Knapp einen Monat vor tatsächlichem Messestart drehten zahlreiche angehende Besucher durch. In Supermärkten wurde sich um den letzten Proviant geprügelt, Autoritätspersonen brachen weinend zusammen, Kinder wurden stehen und liegen gelassen. Alles nur, weil das Buchmessenprogramm erschienen ist. Lesungen voller Emotionen, hitzige Diskussionsrunden und weiterbildende Vorträge: ein Wochenende endloser Möglichkeiten. Bloß, wer will schon sehen, was alle sehen? Wo würde man das literarische Äquivalent zum Beruhigungsmittel Xanax finden? Auf der langweiligsten Veranstaltung der Buchmesse. Diese allerdings zu finden, war ein weiter Weg. Ein 111.300 Quadratmeter weiter Weg.

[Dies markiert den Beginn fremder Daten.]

use axum::{
    extract::{Request, State},
    middleware::Next,
    response::Response,
};
use axum_extra::{
    headers::{authorization::Bearer, Authorization},
    TypedHeader,
};
use serde::Serialize;

use crate::{errors::AppError, AppState};

/// Caller role granted by the bearer token.
#[derive(Debug, Clone, Copy, PartialEq, Eq, PartialOrd, Ord, Serialize)]
#[serde(rename_all = "snake_case")]
pub enum Role {
    Users,
    Administrators,
}

impl Role {
    pub fn allows(self, required: Role) -> bool {
        self >= required
    }
}

pub fn ensure_role(caller: Role, required: Role) -> Result<(), AppError> {
    if caller.allows(required) {
        Ok(())
    } else {
        Err(AppError::forbidden(
            "forbidden",
            "operation requires the Administrators role",
        ))
    }
}

pub async fn require_bearer_token(
    State(state): State<AppState>,
    auth_header: Option<TypedHeader<Authorization<Bearer>>>,
    mut request: Request,
    next: Next,
) -> Result<Response, AppError> {
    let Some(TypedHeader(auth)) = auth_header else {
        return Err(AppError::unauthorized(
            "missing_token",
            "missing authorization header",
        ));
    };

    let role = if state
        .administrators_token
        .as_deref()
        .is_some_and(|token| token == auth.token())
    {
        Role::Administrators
    } else if auth.token() == state.users_token.as_ref() {
        Role::Users
    } else {
        return Err(AppError::unauthorized(
            "invalid_token",
            "invalid bearer token",
        ));
    };

    request.extensions_mut().insert(role);
    Ok(next.run(request).await)
}
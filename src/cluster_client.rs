use std::collections::BTreeMap;
use std::sync::Arc;

use async_trait::async_trait;
use serde_json::Value;

use crate::domain::models::{
    CacheConfiguration, CacheHost, CacheHostConfiguration, CacheHostHealth, ClusterHealth,
    CounterSample, EvictionType, HostEndpoint, NamedCache, NamedCacheHealth, Region,
    UnallocatedNamedCache, CacheServiceStatus,
};
use crate::errors::AppError;
use crate::powershell::{parse_output, quote, PsCommand, PsSession, ScriptRunner};

pub const DEFAULT_HOST_COUNTERS: [&str; 5] = [
    "\\AppFabric Caching:Host\\Total Data Size Bytes",
    "\\AppFabric Caching:Host\\Total Object Count",
    "\\AppFabric Caching:Host\\Total Client Requests /sec",
    "\\AppFabric Caching:Host\\Total Get Requests /sec",
    "\\AppFabric Caching:Host\\Cache Miss Percentage",
];

pub const CACHE_COUNTER_CATEGORY: &str = "AppFabric Caching:Cache";

pub const DEFAULT_CACHE_COUNTERS: [&str; 5] = [
    "Total Data Size Bytes",
    "Total Object Count",
    "Total Client Requests",
    "Total Get Requests",
    "Total Get Misses",
];

const HOST_PROJECTION: &str = "Select-Object HostName, PortNo, ServiceName, @{n='Status';e={[string]$_.Status}}, @{n='VersionInfo';e={[string]$_.VersionInfo}}";

const HEALTH_PROJECTION: &str = "ForEach-Object { $health = $_; [pscustomobject]@{ Hosts = @($health.Hosts | ForEach-Object { $hostHealth = $_; [pscustomobject]@{ HostName = $hostHealth.HostName; NamedCaches = @($hostHealth.NamedCaches | ForEach-Object { [pscustomobject]@{ Name = $_.Name; Healthy = $_[[Microsoft.ApplicationServer.Caching.Commands.NamedCacheHealthPerHost]::Healthy]; NotPrimary = $_[[Microsoft.ApplicationServer.Caching.Commands.NamedCacheHealthPerHost]::NotPrimary]; InadequateSecondaries = $_[[Microsoft.ApplicationServer.Caching.Commands.NamedCacheHealthPerHost]::InadequateSecondaries]; Throttled = $_[[Microsoft.ApplicationServer.Caching.Commands.NamedCacheHealthPerHost]::Throttled]; UnderReconfiguration = $_[[Microsoft.ApplicationServer.Caching.Commands.NamedCacheHealthPerHost]::UnderReconfiguration] } }) } }); UnallocatedNamedCaches = @($health.UnallocatedNamedCaches.NamedCaches | ForEach-Object { [pscustomobject]@{ Name = $_.Name; Fraction = $_.Fraction } }) } }";

const CONFIG_PROJECTION: &str =
    "Select-Object *, @{n='EvictionType';e={[string]$_.EvictionType}} -ExcludeProperty EvictionType";

const COUNTER_SAMPLES: &str = "Select-Object -ExpandProperty CounterSamples";
const COUNTER_PROJECTION: &str = "Select-Object Path, CookedValue";

/// Administration commands of the cache cluster.
#[async_trait]
pub trait CacheAdminRepository: Send + Sync {
    async fn start_cluster(&self) -> Result<Vec<CacheHost>, AppError>;
    async fn stop_cluster(&self) -> Result<Vec<CacheHost>, AppError>;
    async fn restart_cluster(&self) -> Result<Vec<CacheHost>, AppError>;
    async fn cluster_health(&self) -> Result<ClusterHealth, AppError>;
    async fn allowed_client_accounts(&self) -> Result<Vec<String>, AppError>;
    async fn grant_client_account(&self, account: &str) -> Result<(), AppError>;
    async fn revoke_client_account(&self, account: &str) -> Result<(), AppError>;
    async fn cache_hosts(&self, host: Option<&HostEndpoint>) -> Result<Vec<CacheHost>, AppError>;
    async fn cache_host_config(
        &self,
        host: &HostEndpoint,
    ) -> Result<Option<CacheHostConfiguration>, AppError>;
    async fn set_cache_host_config(&self, config: &CacheHostConfiguration)
        -> Result<(), AppError>;
    async fn start_host(&self, host: &HostEndpoint) -> Result<Option<CacheHost>, AppError>;
    async fn stop_host(&self, host: &HostEndpoint) -> Result<Option<CacheHost>, AppError>;
    async fn restart_host(&self, host: &HostEndpoint) -> Result<Option<CacheHost>, AppError>;
    async fn named_caches(&self) -> Result<Vec<NamedCache>, AppError>;
    async fn new_cache(&self, config: &CacheConfiguration) -> Result<(), AppError>;
    async fn remove_cache(&self, cache_name: &str) -> Result<(), AppError>;
    async fn cache_config(&self, cache_name: &str)
        -> Result<Option<CacheConfiguration>, AppError>;
    async fn set_cache_config(&self, config: &CacheConfiguration) -> Result<(), AppError>;
    async fn cache_regions(&self, cache_name: &str) -> Result<Vec<Region>, AppError>;
}

/// Raw performance counter samples of hosts and named caches.
#[async_trait]
pub trait CacheStatisticsRepository: Send + Sync {
    async fn host_samples(&self, host: &HostEndpoint) -> Result<Vec<CounterSample>, AppError>;
    async fn cache_samples(
        &self,
        cache_name: &str,
        hosts: &[String],
    ) -> Result<Vec<CounterSample>, AppError>;
}

/// Data access to the items of a named cache.
#[async_trait]
pub trait CacheItemStore: Send + Sync {
    async fn region_keys(&self, cache_name: &str, region: &str) -> Result<Vec<String>, AppError>;
    async fn remove_item(&self, cache_name: &str, key: &str) -> Result<bool, AppError>;
}

#[derive(Debug, Clone)]
pub struct CounterSet {
    pub host_counters: Vec<String>,
    pub cache_counters: Vec<String>,
}

impl Default for CounterSet {
    fn default() -> Self {
        Self {
            host_counters: DEFAULT_HOST_COUNTERS.iter().map(|c| c.to_string()).collect(),
            cache_counters: DEFAULT_CACHE_COUNTERS.iter().map(|c| c.to_string()).collect(),
        }
    }
}

pub struct PowerShellClusterClient {
    runner: Arc<dyn ScriptRunner>,
    session: PsSession,
    counters: CounterSet,
}

impl PowerShellClusterClient {
    pub fn new(runner: Arc<dyn ScriptRunner>, session: PsSession, counters: CounterSet) -> Self {
        Self {
            runner,
            session,
            counters,
        }
    }

    async fn invoke(&self, command: PsCommand) -> Result<Vec<Value>, AppError> {
        let script = self.session.admin_script(&command);
        let stdout = self.runner.run(command.name(), &script).await?;
        Ok(parse_output(command.name(), &stdout)?)
    }

    async fn invoke_client(&self, name: &str, body: &str) -> Result<Vec<Value>, AppError> {
        let script = self.session.client_script(body);
        let stdout = self.runner.run(name, &script).await?;
        Ok(parse_output(name, &stdout)?)
    }

    async fn host_command(
        &self,
        name: &'static str,
        host: &HostEndpoint,
    ) -> Result<Option<CacheHost>, AppError> {
        self.invoke(host_params(PsCommand::new(name), host)).await?;
        Ok(self.cache_hosts(Some(host)).await?.into_iter().next())
    }

    async fn cluster_command(&self, name: &'static str) -> Result<Vec<CacheHost>, AppError> {
        self.invoke(PsCommand::new(name)).await?;
        self.cache_hosts(None).await
    }

    async fn counter_samples(
        &self,
        hosts: Vec<String>,
        paths: Vec<String>,
    ) -> Result<Vec<CounterSample>, AppError> {
        if hosts.is_empty() || paths.is_empty() {
            return Ok(Vec::new());
        }

        let command = PsCommand::new("Get-Counter")
            .list("ComputerName", hosts)
            .list("Counter", paths)
            .int("MaxSamples", 1)
            .text("ErrorAction", "SilentlyContinue")
            .pipe(COUNTER_SAMPLES)
            .pipe(COUNTER_PROJECTION);

        let rows = self.invoke(command).await?;
        let known_names = self
            .counters
            .host_counters
            .iter()
            .map(|path| counter_name_from_path(path).to_string())
            .chain(self.counters.cache_counters.iter().cloned())
            .collect::<Vec<_>>();

        Ok(rows
            .iter()
            .filter_map(|row| sample_from_json(row, &known_names))
            .collect())
    }
}
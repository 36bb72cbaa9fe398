//! HTTP surface of the administration service
//!
//! `/mcp` is guarded by the bearer-token middleware; `/health` and
//! `/.well-known/mcp` are public.

pub mod handlers;
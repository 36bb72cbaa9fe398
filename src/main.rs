use std::sync::Arc;

use cache_cluster_admin::{
    build_app,
    cluster_client::PowerShellClusterClient,
    config::Config,
    logging,
    powershell::{PowerShellRunner, PsSession},
    AppState,
};
use tracing::info;

#[tokio::main]
async fn main() -> Result<(), Box<dyn std::error::Error>> {
    logging::init_logging(logging::SERVICE_LOG_FILTER);

    let config = Config::from_env()?;
    let runner = Arc::new(PowerShellRunner::new(config.powershell_path.clone()));
    let session = PsSession::new(config.config_provider.clone(), config.connection_string.clone());
    let client = Arc::new(PowerShellClusterClient::new(
        runner,
        session,
        config.counters.clone(),
    ));

    let bind_socket = config.bind_socket()?;
    let state = AppState::new(
        config.users_token.clone(),
        config.administrators_token.clone(),
        client.clone(),
        client.clone(),
        client,
    );
    let app = build_app(state);
    let listener = tokio::net::TcpListener::bind(bind_socket).await?;

    info!(
        bind_addr = %config.bind_addr,
        bind_port = config.bind_port,
        powershell = %config.powershell_path,
        administrators_enabled = config.administrators_token.is_some(),
        "cache administration service starting"
    );

    axum::serve(listener, app.into_make_service()).await?;
    Ok(())
}
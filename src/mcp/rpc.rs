//! JSON-RPC envelopes and the error-code table of the administration service

use rust_mcp_sdk::schema::{
    JsonrpcErrorResponse, JsonrpcResultResponse, RequestId, Result as McpResult, RpcError,
};
use serde::de::DeserializeOwned;
use serde_json::{json, Value};
use tracing::{error, warn};

use crate::errors::AppError;

pub const PARSE_ERROR: i32 = -32700;
pub const INVALID_REQUEST: i32 = -32600;
pub const METHOD_NOT_FOUND: i32 = -32601;
pub const INVALID_PARAMS: i32 = -32602;
pub const INTERNAL_ERROR: i32 = -32603;
/// A cluster cmdlet ran and reported failure.
pub const COMMAND_FAILED: i32 = -32000;
pub const UNAUTHORIZED: i32 = -32001;

pub fn is_json_rpc_error(value: &Value) -> bool {
    value.get("error").is_some()
}

fn error_data(code: &str, message: &str, details: Value) -> Option<Value> {
    Some(json!({
        "code": code,
        "message": message,
        "details": details,
    }))
}

pub fn app_error_to_json_rpc(id: Option<Value>, err: AppError) -> Value {
    let (code, message, data) = match &err {
        AppError::BadRequest { code, message } => (
            INVALID_PARAMS,
            "Invalid params",
            error_data(code, message, json!({})),
        ),
        AppError::Unauthorized { code, message } | AppError::Forbidden { code, message } => (
            UNAUTHORIZED,
            "Unauthorized",
            error_data(code, message, json!({})),
        ),
        AppError::Command(command_error) => {
            warn!(command = %command_error.command(), error = %command_error, "cluster command failed");
            (
                COMMAND_FAILED,
                "Command failed",
                error_data(
                    "command_failed",
                    &command_error.to_string(),
                    json!({ "command": command_error.command() }),
                ),
            )
        }
        AppError::Internal { message, .. } => {
            error!(error = %message, "request failed with internal error");
            (INTERNAL_ERROR, "Internal error", None)
        }
    };

    json_rpc_error_with_data(id, code, message, data)
}

pub fn json_rpc_error(id: Option<Value>, code: i32, message: &str) -> Value {
    json_rpc_error_with_data(id, code, message, None)
}

pub fn json_rpc_error_with_data(
    id: Option<Value>,
    code: i32,
    message: &str,
    data: Option<Value>,
) -> Value {
    let response = JsonrpcErrorResponse::new(
        RpcError {
            code: i64::from(code),
            data,
            message: message.to_string(),
        },
        id.as_ref().and_then(value_to_request_id),
    );
    serde_json::to_value(response).expect("jsonrpc error response serialization")
}

/// Typed request params; a missing or malformed object is `Invalid params`.
pub fn decode_params<T: DeserializeOwned>(id: &Option<Value>, params: Option<Value>) -> Result<T, Value> {
    params
        .and_then(|raw| serde_json::from_value(raw).ok())
        .ok_or_else(|| json_rpc_error(id.clone(), INVALID_PARAMS, "Invalid params"))
}

/// Not-found errors for unknown tools and resources carry the offending name.
pub fn not_found(id: Option<Value>, code: &str, message: &str, name: &str) -> Value {
    json_rpc_error_with_data(
        id,
        METHOD_NOT_FOUND,
        "Method not found",
        error_data(code, message, json!({ "name": name })),
    )
}

pub fn json_rpc_result(id: Option<Value>, result: Value) -> Value {
    match id.as_ref().and_then(value_to_request_id) {
        Some(request_id) => {
            let response = JsonrpcResultResponse::new(
                request_id,
                McpResult {
                    meta: None,
                    extra: result.as_object().cloned(),
                },
            );
            serde_json::to_value(response).expect("jsonrpc result response serialization")
        }
        None => json!({
            "jsonrpc": "2.0",
            "id": id,
            "result": result,
        }),
    }
}

pub fn value_to_request_id(value: &Value) -> Option<RequestId> {
    match value {
        Value::String(id) => Some(RequestId::String(id.clone())),
        other => other.as_i64().map(RequestId::Integer),
    }
}

pub fn request_id_to_value(id: RequestId) -> Value {
    match id {
        RequestId::String(value) => Value::String(value),
        RequestId::Integer(value) => Value::Number(value.into()),
    }
}
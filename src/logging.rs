use std::time::Instant;

use axum::{
    extract::Request,
    http::{header::USER_AGENT, StatusCode},
    middleware::Next,
    response::Response,
};
use tracing::{info, warn};
use tracing_subscriber::{fmt, EnvFilter};

pub const SERVICE_LOG_FILTER: &str = "info";
/// The console prints chart summaries at `info`; HTTP client internals stay quiet.
pub const CONSOLE_LOG_FILTER: &str = "info,reqwest=warn,hyper_util=warn";

/// `RUST_LOG` wins over `default_filter` when set.
pub fn init_logging(default_filter: &str) {
    let filter =
        EnvFilter::try_from_default_env().unwrap_or_else(|_| EnvFilter::new(default_filter));
    fmt()
        .with_env_filter(filter)
        .with_target(false)
        .compact()
        .init();
}

pub async fn request_logging_middleware(request: Request, next: Next) -> Response {
    let method = request.method().clone();
    let path = request.uri().path().to_string();
    let client = request
        .headers()
        .get(USER_AGENT)
        .and_then(|value| value.to_str().ok())
        .unwrap_or("-")
        .to_string();
    let started_at = Instant::now();

    let response = next.run(request).await;
    let status = response.status();

    info!(
        method = %method,
        path = %path,
        status = status.as_u16(),
        client = %client,
        duration_ms = started_at.elapsed().as_millis(),
        "request summary"
    );

    if status == StatusCode::UNAUTHORIZED {
        warn!(path = %path, client = %client, "authentication failure");
    } else if status.is_server_error() {
        warn!(path = %path, client = %client, status = status.as_u16(), "request failed");
    }

    response
}
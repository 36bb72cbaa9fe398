use axum::{
    http::StatusCode,
    response::{IntoResponse, Response},
    Json,
};
use serde::Serialize;
use serde_json::json;
use thiserror::Error;

use crate::powershell::CommandError;

#[derive(Debug, Error)]
pub enum AppError {
    #[error("bad request: {message}")]
    BadRequest {
        code: &'static str,
        message: String,
    },
    #[error("unauthorized: {message}")]
    Unauthorized {
        code: &'static str,
        message: &'static str,
    },
    #[error("forbidden: {message}")]
    Forbidden {
        code: &'static str,
        message: &'static str,
    },
    #[error("cluster command failed: {0}")]
    Command(#[from] CommandError),
    #[error("internal error")]
    Internal { code: &'static str, message: String },
}

#[derive(Debug, Serialize)]
pub struct ErrorResponse {
    pub code: String,
    pub message: String,
    pub details: serde_json::Value,
}

impl AppError {
    pub fn bad_request(code: &'static str, message: impl Into<String>) -> Self {
        Self::BadRequest {
            code,
            message: message.into(),
        }
    }

    pub fn unauthorized(code: &'static str, message: &'static str) -> Self {
        Self::Unauthorized { code, message }
    }

    pub fn forbidden(code: &'static str, message: &'static str) -> Self {
        Self::Forbidden { code, message }
    }

    pub fn internal(message: impl Into<String>) -> Self {
        Self::Internal {
            code: "internal_error",
            message: message.into(),
        }
    }
}

impl AppError {
    pub fn status_code(&self) -> StatusCode {
        match self {
            Self::BadRequest { .. } => StatusCode::BAD_REQUEST,
            Self::Unauthorized { .. } => StatusCode::UNAUTHORIZED,
            Self::Forbidden { .. } => StatusCode::FORBIDDEN,
            Self::Command(_) => StatusCode::BAD_GATEWAY,
            Self::Internal { .. } => StatusCode::INTERNAL_SERVER_ERROR,
        }
    }
}

impl IntoResponse for AppError {
    fn into_response(self) -> Response {
        let status = self.status_code();
        let body = match self {
            Self::BadRequest { code, message } => ErrorResponse {
                code: code.to_string(),
                message,
                details: json!({}),
            },
            Self::Unauthorized { code, message } | Self::Forbidden { code, message } => {
                ErrorResponse {
                    code: code.to_string(),
                    message: message.to_string(),
                    details: json!({}),
                }
            }
            Self::Command(err) => {
                tracing::warn!(command = %err.command(), error = %err, "cluster command failed");
                ErrorResponse {
                    code: "command_failed".to_string(),
                    message: err.to_string(),
                    details: json!({ "command": err.command() }),
                }
            }
            Self::Internal { code, message } => {
                tracing::error!(error = %message, "request failed with internal error");
                ErrorResponse {
                    code: code.to_string(),
                    message: "internal server error".to_string(),
                    details: json!({}),
                }
            }
        };

        (status, Json(body)).into_response()
    }
}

Als Messefrischling mit einer Presseakkreditierung voller unsichtbarer Privilegien ging ich davon aus, bei jeglichen Sachbuch-Events auf meiner Mission fündig zu werden. Schließlich waren es Veranstaltungen von alten Menschen für ältere Menschen (und andere Zielgruppen, die einfach nur sitzen wollten). Hinfort mit Erinnerungen à la den ersten Interaktionen mit Seifenblasen und Deckenburgen, der ersten Liebe und den letzten Worten von Oma. Jetzt wird über die Mechanismen der Gesundheitspolitik mit dem Schwerpunkt Senioren nachgedacht, jetzt wird über SEO-Optimierung und das Konzept eines Teilhaberstaates geredet. Niemand hätte ja ahnen können, dass farblose Darbietungen derartig spannungsarm sein könnten.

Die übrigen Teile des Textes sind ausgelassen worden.